AMD introduced Radeon Open Compute Ecosystem (ROCm) in 2016 as an open-source alternative to Nvidia's CUDA platform. ROCm supports AMD's CDNA and RDNA GPU architectures, but the list is reduced to a select number of SKUs from AMD's Instinct and Radeon Pro lineups. AMD graphics card owners have gotten other SKUs to work, but they often only do so to a certain extent.
From the Instinct portfolio, we have the Instinct MI250X, MI250, MI210, MI100, and MI50 that feature full support. Meanwhile, only the Radeon Pro W6800 and Radeon Pro V620 from the Radeon Pro's ranks are on the list. AMD has broadened the list to support the Radeon RX 6900 XT, Radeon RX 6600, and, surprisingly, the eight-year-old Radeon R9 Fury. However, there is a small catch. Only the Radeon R9 Fury arrives with full software-level support from the ROCm platform, whereas the other two RDNA 2 offerings have partial support. For instance, the Radeon RX 6900 XT only supports the Heterogeneous Interface for Portability (HIP) SDK; meanwhile, only the HIP runtime is enabled on the Radeon RX 6600.
AMD had initially designed ROCm to work with Linux. There were workarounds to get ROCm to run on Windows-based systems, like virtualization methods like Docker or Windows Subsystem for Linux (WSL). Logically, there's a slight performance hit compared to running ROCm on a native Linux system. AMD has now embraced Windows on ROCm, which users have been asking for a long time. Sadly, only a few AMD SKUs are on the Windows support list.

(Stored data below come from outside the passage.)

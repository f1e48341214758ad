//! Report cache over a session store.
//!
//! Reports are stored as JSON under a key derived from their query. The first
//! write for a key wins; later stores for the same query leave the payload
//! alone. Every store also moves the last pointer (`LastProLinkKey`,
//! `ReportType`, `ReportDateSuffix`) so the most recent report can be fetched
//! without its filter parameters.

use crate::config::ReportCacheConfig;
use crate::date::date_range_suffix;
use crate::error::Result;
use crate::key::{KeyScheme, StorageKey};
use crate::query::{ReportQuery, ReportType};
use atlas_session::KeyValueStore;
use serde::de::DeserializeOwned;
use serde::Serialize;
use std::sync::Mutex;

pub const LAST_KEY: &str = "LastProLinkKey";
pub const LAST_REPORT_TYPE_KEY: &str = "ReportType";
pub const LAST_DATE_SUFFIX_KEY: &str = "ReportDateSuffix";

/// Metadata of the most recently stored report.
#[derive(Debug, Clone, PartialEq, Eq)]
pub struct LastPointer {
    pub key: StorageKey,
    /// `None` if the type entry was removed from the session.
    pub report_type: Option<ReportType>,
    /// e.g. `01-01-2024 to 01-31-2024`
    pub date_suffix: Option<String>,
}

pub struct ReportCache<S> {
    store: S,
    config: ReportCacheConfig,
    // Held across the check-then-write in `store` so two callers cannot both
    // see a key as absent.
    write_lock: Mutex<()>,
}

impl<S: KeyValueStore> ReportCache<S> {
    pub fn new(store: S) -> Self {
        Self::with_config(store, ReportCacheConfig::default())
    }

    pub fn with_config(store: S, config: ReportCacheConfig) -> Self {
        Self {
            store,
            config,
            write_lock: Mutex::new(()),
        }
    }

    pub fn config(&self) -> &ReportCacheConfig {
        &self.config
    }

    pub fn store_ref(&self) -> &S {
        &self.store
    }

    pub fn key_scheme(&self) -> KeyScheme {
        self.config.key_scheme
    }

    /// Key the report for `query` lives under.
    pub fn key_for(&self, query: &ReportQuery) -> StorageKey {
        self.config.key_scheme.key_for(query)
    }

    /// Cache `report` under `query` and make it the last stored report.
    ///
    /// Returns `true` if the report was not already stored. An existing
    /// payload is never overwritten, but the last pointer moves either way.
    pub fn store<R: Serialize + ?Sized>(&self, report: &R, query: &ReportQuery) -> Result<bool> {
        let key = self.key_for(query);
        let suffix = date_range_suffix(query.start, query.end);
        let partial = key.prefix(self.config.log_key_prefix_len);

        let _guard = self.write_lock.lock().expect("report cache mutex poisoned");

        let was_new = self.store.get(key.as_str())?.is_none();
        if was_new {
            let json = serde_json::to_string(report)?;
            self.store.set(key.as_str(), &json)?;
            tracing::info!(
                report_type = %query.report_type,
                "Newly storing report data for dates: {} in (partial) key: {}",
                suffix,
                partial
            );
        } else {
            tracing::debug!(
                report_type = %query.report_type,
                "Found existing report data for dates: {} in (partial) key: {}",
                suffix,
                partial
            );
        }

        self.store.set(LAST_KEY, key.as_str())?;
        self.store.set(LAST_REPORT_TYPE_KEY, query.report_type.label())?;
        self.store.set(LAST_DATE_SUFFIX_KEY, &suffix)?;

        Ok(was_new)
    }

    /// Report previously stored for `query`, if any.
    pub fn fetch<R: DeserializeOwned>(&self, query: &ReportQuery) -> Result<Option<R>> {
        let key = self.key_for(query);
        self.read_payload(&key)
    }

    /// The report written by the most recent `store`, if any.
    pub fn fetch_last<R: DeserializeOwned>(&self) -> Result<Option<R>> {
        let Some(key) = self.last_key()? else {
            tracing::debug!("No last stored report in session");
            return Ok(None);
        };
        tracing::debug!(
            "Last stored report key (partial): {}",
            key.prefix(self.config.log_key_prefix_len)
        );

        let report = self.read_payload(&key)?;
        if report.is_none() {
            tracing::warn!(
                "Last pointer references a missing report: {}",
                key.prefix(self.config.log_key_prefix_len)
            );
        }
        Ok(report)
    }

    /// Key, type and date range of the most recently stored report.
    pub fn last_pointer(&self) -> Result<Option<LastPointer>> {
        let Some(key) = self.last_key()? else {
            return Ok(None);
        };
        let report_type = self
            .store
            .get(LAST_REPORT_TYPE_KEY)?
            .map(|label| label.parse::<ReportType>())
            .transpose()?;
        let date_suffix = self.store.get(LAST_DATE_SUFFIX_KEY)?;

        Ok(Some(LastPointer {
            key,
            report_type,
            date_suffix,
        }))
    }

    fn last_key(&self) -> Result<Option<StorageKey>> {
        let key = self
            .store
            .get(LAST_KEY)?
            .filter(|k| !k.is_empty())
            .map(StorageKey::from);
        Ok(key)
    }

    fn read_payload<R: DeserializeOwned>(&self, key: &StorageKey) -> Result<Option<R>> {
        match self.store.get(key.as_str())? {
            Some(json) if !json.is_empty() => Ok(Some(serde_json::from_str(&json)?)),
            _ => Ok(None),
        }
    }
}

None of AMD's Instinct accelerators support ROCm on Windows. Only the Radeon Pro W6800, Radeon RX 6900 XT, and Radeon RX 6600 are on the list for Windows support. The Radeon R9 Fury is a particular case. While it has full ROCm software support, the Fiji-based graphics card only works in Linux on a community level. It basically means that AMD doesn't have the Radeon R9 enabled by default in its software distributions. Instead, users will have to enable the graphics card themselves manually.
It's great to see AMD widening the ROCm ecosystem to include consumer graphics cards. The chipmaker seems to be marching in the right direction, even if it takes a sweet time to do so.